American Tune (One Couple's Hymn to Glorious Failues and a Glorious Victory)

Title: American Tune (One Couple’s Hymn to Glorious Failures and a Glorious Victory)

Author: Liederlady

Series/Pairing: Star Trek TOS Spock/McCoy

Submission issue: Spiced Peaches 19

Summary: We’ve all experienced instances when a song gets stuck in our head. Well, our favorite country doctor is not immune. And as the tune plays on in his mind, Bones can’t help musing on past events detailing his obsession with his favorite sparring partner.

Notes: Song lyrics rendered in italics.

Rating: PG for strong language and sexually suggestive content.

Word count: 1905


American Tune

(One Couple’s Hymn to Glorious Failures and a Glorious Victory*)


Many’s the time I’ve been mistaken; And many times confused.



“Why you wouldn’t know what to do with a genuine warm, decent feeling.”


“Really, Doctor?”


I understood why you’d come to my rescue in the arena. But I wanted you to acknowledge that it was more than duty, more than simple camaraderie, more than friendship. But you wouldn’t. So I had to needle you. Had to say things that were so far from what I believed at that time.


When you finally conceded—well, as far as you could concede back then—you threw me. The truth threw me. The truth that Jim was the one. The one you could admit to caring about.



Jim. Dammit.


Yes and I’ve often felt forsaken; And certainly misused.
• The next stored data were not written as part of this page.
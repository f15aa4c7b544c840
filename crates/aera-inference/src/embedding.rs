//! Query embedding and describe-then-embed for images.

use std::sync::Arc;

use tracing::{debug, info};

use aera_core::{ensure_dimension, EmbeddingBackend, Error, Result, Vector};

use crate::vision::VisionBackend;

/// Embed a single text and return its vector.
pub async fn embed_query(backend: &dyn EmbeddingBackend, text: &str) -> Result<Vector> {
    backend
        .embed_texts(&[text.to_string()])
        .await?
        .into_iter()
        .next()
        .ok_or_else(|| Error::Embedding("Backend returned no embedding".to_string()))
}

/// Text embedded by [`verify_embedding_width`].
const WIDTH_CHECK_TEXT: &str = "Aera embedding width check";

/// The first backend whose declared width matches the index.
///
/// Documents, queries and image descriptions must share one embedding space,
/// so a single backend is chosen for all of them.
pub fn select_index_embedder(
    candidates: &[Arc<dyn EmbeddingBackend>],
    expected: usize,
) -> Result<Arc<dyn EmbeddingBackend>> {
    if let Some(backend) = candidates.iter().find(|b| b.dimension() == expected) {
        return Ok(backend.clone());
    }
    let offered: Vec<String> = candidates
        .iter()
        .map(|b| format!("{} ({})", b.model_name(), b.dimension()))
        .collect();
    Err(Error::Config(format!(
        "No configured embedding model produces {}-dimensional vectors; available: [{}]",
        expected,
        offered.join(", ")
    )))
}

/// Embed a short text and confirm the provider returns `expected` values.
///
/// A width mismatch is a `Config` error; provider failures pass through.
pub async fn verify_embedding_width(backend: &dyn EmbeddingBackend, expected: usize) -> Result<()> {
    let vector = embed_query(backend, WIDTH_CHECK_TEXT).await?;
    ensure_dimension(&vector, expected).map_err(|_| {
        Error::Config(format!(
            "Embedding model {} returned {} values, index expects {}",
            backend.model_name(),
            vector.as_slice().len(),
            expected
        ))
    })?;
    info!(
        subsystem = "inference",
        component = "embedder",
        model = backend.model_name(),
        dimension = expected,
        "Embedding width verified"
    );
    Ok(())
}

/// Images are never embedded directly: a vision model describes the image
/// and the description is embedded as text.
#[derive(Clone)]
pub struct VisualEmbedder {
    vision: Arc<dyn VisionBackend>,
    embedder: Arc<dyn EmbeddingBackend>,
}

/// Description and vector produced by [`VisualEmbedder::describe_and_embed`].
#[derive(Debug, Clone)]
pub struct VisualEmbedding {
    pub description: String,
    pub embedding: Vector,
    pub model: String,
}

impl VisualEmbedder {
    pub fn new(vision: Arc<dyn VisionBackend>, embedder: Arc<dyn EmbeddingBackend>) -> Self {
        Self { vision, embedder }
    }

    pub fn model_name(&self) -> &str {
        self.embedder.model_name()
    }

    /// Embed an already-produced image description.
    pub async fn embed_description(&self, description: &str) -> Result<Vector> {
        if description.trim().is_empty() {
            return Err(Error::InvalidInput(
                "Cannot embed an empty image description".to_string(),
            ));
        }
        embed_query(self.embedder.as_ref(), description).await
    }

    /// Describe the image, then embed the description.
    pub async fn describe_and_embed(
        &self,
        image_data: &[u8],
        mime_type: &str,
    ) -> Result<VisualEmbedding> {
        let description = self
            .vision
            .describe_image(image_data, mime_type, None)
            .await?;
        let embedding = self.embed_description(&description).await?;

        debug!(
            subsystem = "inference",
            component = "visual_embedder",
            vision_model = self.vision.model_name(),
            embed_model = self.embedder.model_name(),
            description_len = description.len(),
            "Image described and embedded"
        );

        Ok(VisualEmbedding {
            description,
            embedding,
            model: self.vision.model_name().to_string(),
        })
    }
}
//! Embedding vector helpers.

use crate::error::{Error, Result};
use crate::models::Vector;

/// Compute cosine similarity between two vectors.
///
/// Fails on a length mismatch. Returns 0.0 when either vector has zero norm.
pub fn cosine_similarity(a: &[f32], b: &[f32]) -> Result<f32> {
    if a.len() != b.len() {
        return Err(Error::InvalidInput(format!(
            "Vector dimension mismatch: {} != {}",
            a.len(),
            b.len()
        )));
    }

    let dot_product: f32 = a.iter().zip(b.iter()).map(|(x, y)| x * y).sum();

    let a_norm: f32 = a.iter().map(|x| x * x).sum::<f32>().sqrt();
    let b_norm: f32 = b.iter().map(|x| x * x).sum::<f32>().sqrt();

    if a_norm == 0.0 || b_norm == 0.0 {
        return Ok(0.0);
    }

    Ok(dot_product / (a_norm * b_norm))
}

/// Reject vectors whose width differs from what the index expects.
pub fn ensure_dimension(vector: &Vector, expected: usize) -> Result<()> {
    let actual = vector.as_slice().len();
    if actual != expected {
        return Err(Error::Embedding(format!(
            "Expected {}-dimensional embedding, got {}",
            expected, actual
        )));
    }
    Ok(())
}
He looked like you. Except for that staggering goatee. Despite the fact I knew you’d never consider growing a beard, you’d never allow your slightly dangerous edge to surface, he did seem a lot like you.


If it meant saving the others, if it meant sending Jim back to you, perhaps I could find a way to live with the mirror you, to survive in that universe. Perhaps I could find even more with him. His brown eyes burned … hungered. What I saw in them gave me hope.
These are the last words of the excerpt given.